Monday, August 5, 2013

Little Shop of Movies Review: The Place Beyond The Pines(Releases Aug 6th)

Working once again  with his "Blue Valentine" director  Derek Cianfrance,  Ryan Gosling stars in this film that almost is an extension of his character from "Drive" at the start of the film we are following Gosling as he dresses a shirt and jacket before getting onto his bike and performing his bike stunts with his fellow bikers, makes for an interesting opening to a stunning film.
We are then introduced to a part of his life that even he did not know existed before, Ryan Gosling seems more suited for this type of role than that he did in Drive, quite a natural dad in the scenes with his son. Finding out that he is a father to a boy that has another man living with the mother of his son bothers him somewhat and goes out to prove his devotion to his son in the only way he can make some quick money.
The quick money is sadly robbing banks and is quickly told and convinced how to do it. But when things go wrong for him, things quickly change for all around him suffer.
Check out this tease scene(below)that changes everything for the characters in the film.

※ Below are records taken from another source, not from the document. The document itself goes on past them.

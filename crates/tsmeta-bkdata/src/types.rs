//! Request and response records of the remote platform.

use serde::{Deserialize, Serialize};
use serde_json::Value;

use crate::error::{ApiError, ApiResult};

pub use crate::clean::{
    AssignRule, CleanConfig, CleanField, EtlConf, EtlNode, JsonConfig, StorageConfig, StorageField,
};

// ── Envelope ───────────────────────────────────────────────────────

/// Envelope wrapping every platform response.
#[derive(Debug, Clone, Deserialize)]
pub struct ApiResponse<T> {
    #[serde(default)]
    pub result: bool,
    pub data: Option<T>,
    #[serde(default)]
    pub message: String,
    #[serde(default)]
    pub code: Value,
}

impl<T> ApiResponse<T> {
    /// Fail on `result = false`, otherwise hand back `data`.
    pub fn into_data(self, operation: &'static str) -> ApiResult<T> {
        self.check(operation)?;
        self.data.ok_or(ApiError::MissingField {
            operation,
            field: "data",
        })
    }

    pub fn check(&self, operation: &'static str) -> ApiResult<()> {
        if self.result {
            return Ok(());
        }
        let code = match &self.code {
            Value::String(s) => s.clone(),
            Value::Null => String::new(),
            other => other.to_string(),
        };
        Err(ApiError::Rejected {
            operation,
            code,
            message: self.message.clone(),
        })
    }
}

/// Caller identity attached to every request body.
#[derive(Debug, Clone, PartialEq, Serialize, Deserialize)]
pub struct Caller {
    pub bk_app_code: String,
    pub bk_username: String,
}

// ── Data hub ───────────────────────────────────────────────────────

#[derive(Debug, Clone, PartialEq, Serialize)]
pub struct CreateDataHubRequest {
    #[serde(flatten)]
    pub caller: Caller,
    pub common: DataHubCommon,
    pub raw_data: DataHubRawData,
    pub clean: Vec<CleanConfig>,
    pub storage: Vec<StorageConfig>,
}

#[derive(Debug, Clone, PartialEq, Serialize)]
pub struct DataHubCommon {
    pub bk_biz_id: i64,
    pub data_scenario: String,
}

#[derive(Debug, Clone, PartialEq, Serialize)]
pub struct DataHubRawData {
    pub raw_data_name: String,
    pub raw_data_alias: String,
    pub data_source_tags: Vec<String>,
    pub description: String,
    /// Always an empty object for custom data.
    pub data_scenario: serde_json::Map<String, Value>,
}

#[derive(Debug, Clone, PartialEq, Deserialize)]
pub struct CreateDataHubData {
    pub raw_data_id: u64,
    #[serde(default)]
    pub clean_rt_id: Vec<String>,
}

// ── Deploy plan ────────────────────────────────────────────────────

/// Registers a kafka topic as a raw data source.
#[derive(Debug, Clone, PartialEq, Serialize)]
pub struct AccessDeployPlanRequest {
    #[serde(flatten)]
    pub caller: Caller,
    pub bk_biz_id: i64,
    pub data_scenario: String,
    pub description: String,
    pub access_raw_data: AccessRawData,
    pub access_conf_info: AccessConfInfo,
}

#[derive(Debug, Clone, PartialEq, Serialize)]
pub struct AccessRawData {
    pub raw_data_name: String,
    pub raw_data_alias: String,
    pub maintainer: String,
    pub data_source: String,
    pub data_encoding: String,
    pub sensitivity: String,
    pub description: String,
}

#[derive(Debug, Clone, PartialEq, Serialize)]
pub struct AccessConfInfo {
    pub collection_model: CollectionModel,
    pub resource: AccessResource,
}

#[derive(Debug, Clone, PartialEq, Serialize)]
pub struct CollectionModel {
    pub collection_type: String,
    pub start_at: i64,
    pub period: String,
}

#[derive(Debug, Clone, PartialEq, Serialize)]
pub struct AccessResource {
    #[serde(rename = "type")]
    pub resource_type: String,
    pub scope: Vec<KafkaScope>,
}

/// Consumer settings for one kafka topic.
#[derive(Debug, Clone, PartialEq, Serialize)]
pub struct KafkaScope {
    pub master: String,
    pub group: String,
    pub topic: String,
    pub tasks: u32,
    pub use_sasl: bool,
    pub security_protocol: String,
    pub sasl_mechanism: String,
    pub user: String,
    pub password: String,
    pub auto_offset_reset: String,
}

#[derive(Debug, Clone, PartialEq, Deserialize)]
pub struct AccessDeployPlanData {
    #[serde(default)]
    pub raw_data_id: i64,
}

// ── Databus cleans ─────────────────────────────────────────────────

/// Creates a clean on an already registered raw data source.
#[derive(Debug, Clone, PartialEq, Serialize)]
pub struct DatabusCleanRequest {
    #[serde(flatten)]
    pub caller: Caller,
    pub bk_biz_id: i64,
    pub raw_data_id: i64,
    pub clean_config_name: String,
    /// The clean's `JsonConfig`, serialized to a string.
    pub json_config: String,
    pub result_table_name: String,
    pub result_table_name_alias: String,
    pub processing_id: String,
    pub description: String,
    pub fields: Vec<CleanField>,
}

#[derive(Debug, Clone, PartialEq, Deserialize)]
pub struct DatabusCleanData {
    #[serde(default)]
    pub result_table_id: String,
}

#[derive(Debug, Clone, PartialEq, Serialize)]
pub struct StartDatabusCleanRequest {
    #[serde(flatten)]
    pub caller: Caller,
    pub result_table_id: String,
    pub storages: Vec<String>,
}

// ── Data storages ──────────────────────────────────────────────────

#[derive(Debug, Clone, PartialEq, Serialize)]
pub struct DataStorageRequest {
    #[serde(flatten)]
    pub caller: Caller,
    pub raw_data_id: i64,
    pub data_type: String,
    pub result_table_name: String,
    pub result_table_name_alias: String,
    pub storage_type: String,
    pub storage_cluster: String,
    pub expires: String,
    pub fields: Vec<StorageField>,
    pub config: StorageOptions,
}

#[derive(Debug, Clone, PartialEq, Serialize)]
pub struct StorageOptions {
    pub schemaless: bool,
}

// ── Kafka info ─────────────────────────────────────────────────────

#[derive(Debug, Clone, PartialEq, Serialize)]
pub struct KafkaInfoQuery {
    #[serde(flatten)]
    pub caller: Caller,
    pub tag: String,
}

#[derive(Debug, Clone, PartialEq, Deserialize)]
pub struct KafkaInfo {
    /// Comma-separated broker hosts.
    #[serde(default)]
    pub ip_list: String,
}

impl KafkaInfo {
    pub fn hosts(&self) -> Vec<String> {
        self.ip_list
            .split(',')
            .map(str::trim)
            .filter(|h| !h.is_empty())
            .map(str::to_string)
            .collect()
    }
}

The difference here yes we have all seen the many police chases etc and them catching/killing the fugitive but what happens after the shooting? The scenes flash and work so well together the editing is one of the main reason's why this film works so well. Hat's off to Jim Helton(Blue Valentine) & Ron Patane(Blue Valentine & Documentaries)for their editing.This is all handled so well in this film Officer Avery(Bradley Cooper) is internally investigated by Bill Killcullen(Bruce Greenwood)after the shooting, he gets counselling as well and most importantly the effect it has on his wife and child.



Then when things could not get any worse for him when he is brought out late night with his fellow officers Delucca(Ray Liotta) to find Luke(Ryan Gosling)stash at his exes house(Romina-Eva Mendes) and they share the money in the (edited)scene below he tries to tell his captain about it and thus becomes a Serpico in some ways.


The story is not new at all, however the way the characters are portrayed and the honest approach to it all would make Sidney Lumet(Serpico, Night Falls on Manhattan) proud. This is a gritty styled film with the color faded out almost and therefore able to focus more on the people in the piece. This review only covers a small amount of what takes place in the film to get more why not rent it tomorrow when it comes out?